What is expected » Each record below must be returned exactly, with no line left out.

******************************

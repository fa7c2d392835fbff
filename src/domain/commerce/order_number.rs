use chrono::{DateTime, Utc};

/// `ORD-yyyyMMddHHmmss-NNN`; `NNN` is the last three digits of the id,
/// zero-padded when shorter.
pub fn format_order_number(order_id: i32, at: DateTime<Utc>) -> String {
    let digits = order_id.to_string();
    let suffix = if digits.len() > 3 {
        digits[digits.len() - 3..].to_string()
    } else {
        format!("{:0>3}", digits)
    };
    format!("ORD-{}-{}", at.format("%Y%m%d%H%M%S"), suffix)
}
//! Small named lookup tables: appointment statuses, hair lengths, cities

use chrono::{DateTime, Utc};
use serde::{Deserialize, Serialize};
use validator::Validate;

use crate::shared::{SearchCriteria, SearchPaging};

#[derive(Debug, Clone, Default, Deserialize)]
#[serde(rename_all = "camelCase", default)]
pub struct StatusSearch {
    pub name: Option<String>,
    pub is_active: Option<bool>,
    #[serde(flatten)]
    pub paging: SearchPaging,
}

impl SearchCriteria for StatusSearch {
    fn paging(&self) -> &SearchPaging {
        &self.paging
    }
}

#[derive(Debug, Clone, Deserialize, Validate)]
#[serde(rename_all = "camelCase")]
pub struct StatusUpsertRequest {
    #[validate(length(min = 1, max = 50))]
    pub name: String,
    pub is_active: bool,
}

#[derive(Debug, Clone, Serialize)]
#[serde(rename_all = "camelCase")]
pub struct StatusResponse {
    pub id: i32,
    pub name: String,
    pub is_active: bool,
    pub created_at: DateTime<Utc>,
}

#[derive(Debug, Clone, Default, Deserialize)]
#[serde(rename_all = "camelCase", default)]
pub struct LengthSearch {
    pub name: Option<String>,
    #[serde(flatten)]
    pub paging: SearchPaging,
}

impl SearchCriteria for LengthSearch {
    fn paging(&self) -> &SearchPaging {
        &self.paging
    }
}

#[derive(Debug, Clone, Deserialize, Validate)]
#[serde(rename_all = "camelCase")]
pub struct LengthUpsertRequest {
    #[validate(length(min = 1, max = 50))]
    pub name: String,
    pub image: Option<Vec<u8>>,
    pub is_active: bool,
}

#[derive(Debug, Clone, Serialize)]
#[serde(rename_all = "camelCase")]
pub struct LengthResponse {
    pub id: i32,
    pub name: String,
    pub image: Option<Vec<u8>>,
    pub is_active: bool,
}

#[derive(Debug, Clone, Default, Deserialize)]
#[serde(rename_all = "camelCase", default)]
pub struct CitySearch {
    pub name: Option<String>,
    #[serde(flatten)]
    pub paging: SearchPaging,
}

impl SearchCriteria for CitySearch {
    fn paging(&self) -> &SearchPaging {
        &self.paging
    }
}

#[derive(Debug, Clone, Deserialize, Validate)]
#[serde(rename_all = "camelCase")]
pub struct CityUpsertRequest {
    #[validate(length(min = 1, max = 100))]
    pub name: String,
    pub is_active: bool,
}

#[derive(Debug, Clone, Serialize)]
#[serde(rename_all = "camelCase")]
pub struct CityResponse {
    pub id: i32,
    pub name: String,
    pub is_active: bool,
}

******************************

Exercise response »
repository fa7c2d392835fbff
filename src/domain/commerce/order_number.rs
use chrono::{DateTime, Utc};

/// `ORD-yyyyMMddHHmmss-NNN`; `NNN` is the last three digits of the id,
/// zero-padded when shorter.
pub fn format_order_number(order_id: i32, at: DateTime<Utc>) -> String {
    let digits = order_id.to_string();
    let suffix = if digits.len() > 3 {
        digits[digits.len() - 3..].to_string()
    } else {
        format!("{:0>3}", digits)
    };
    format!("ORD-{}-{}", at.format("%Y%m%d%H%M%S"), suffix)
}
//! Small named lookup tables: appointment statuses, hair lengths, cities

use chrono::{DateTime, Utc};
use serde::{Deserialize, Serialize};
use validator::Validate;

use crate::shared::{SearchCriteria, SearchPaging};

#[derive(Debug, Clone, Default, Deserialize)]
#[serde(rename_all = "camelCase", default)]
pub struct StatusSearch {
    pub name: Option<String>,
    pub is_active: Option<bool>,
    #[serde(flatten)]
    pub paging: SearchPaging,
}

impl SearchCriteria for StatusSearch {
    fn paging(&self) -> &SearchPaging {
        &self.paging
    }
}

#[derive(Debug, Clone, Deserialize, Validate)]
#[serde(rename_all = "camelCase")]
pub struct StatusUpsertRequest {
    #[validate(length(min = 1, max = 50))]
    pub name: String,
    pub is_active: bool,
}

#[derive(Debug, Clone, Serialize)]
#[serde(rename_all = "camelCase")]
pub struct StatusResponse {
    pub id: i32,
    pub name: String,
    pub is_active: bool,
    pub created_at: DateTime<Utc>,
}

#[derive(Debug, Clone, Default, Deserialize)]
#[serde(rename_all = "camelCase", default)]
pub struct LengthSearch {
    pub name: Option<String>,
    #[serde(flatten)]
    pub paging: SearchPaging,
}

impl SearchCriteria for LengthSearch {
    fn paging(&self) -> &SearchPaging {
        &self.paging
    }
}

#[derive(Debug, Clone, Deserialize, Validate)]
#[serde(rename_all = "camelCase")]
pub struct LengthUpsertRequest {
    #[validate(length(min = 1, max = 50))]
    pub name: String,
    pub image: Option<Vec<u8>>,
    pub is_active: bool,
}

#[derive(Debug, Clone, Serialize)]
#[serde(rename_all = "camelCase")]
pub struct LengthResponse {
    pub id: i32,
    pub name: String,
    pub image: Option<Vec<u8>>,
    pub is_active: bool,
}

#[derive(Debug, Clone, Default, Deserialize)]
#[serde(rename_all = "camelCase", default)]
pub struct CitySearch {
    pub name: Option<String>,
    #[serde(flatten)]
    pub paging: SearchPaging,
}

impl SearchCriteria for CitySearch {
    fn paging(&self) -> &SearchPaging {
        &self.paging
    }
}

#[derive(Debug, Clone, Deserialize, Validate)]
#[serde(rename_all = "camelCase")]
pub struct CityUpsertRequest {
    #[validate(length(min = 1, max = 100))]
    pub name: String,
    pub is_active: bool,
}

#[derive(Debug, Clone, Serialize)]
#[serde(rename_all = "camelCase")]
pub struct CityResponse {
    pub id: i32,
    pub name: String,
    pub is_active: bool,
}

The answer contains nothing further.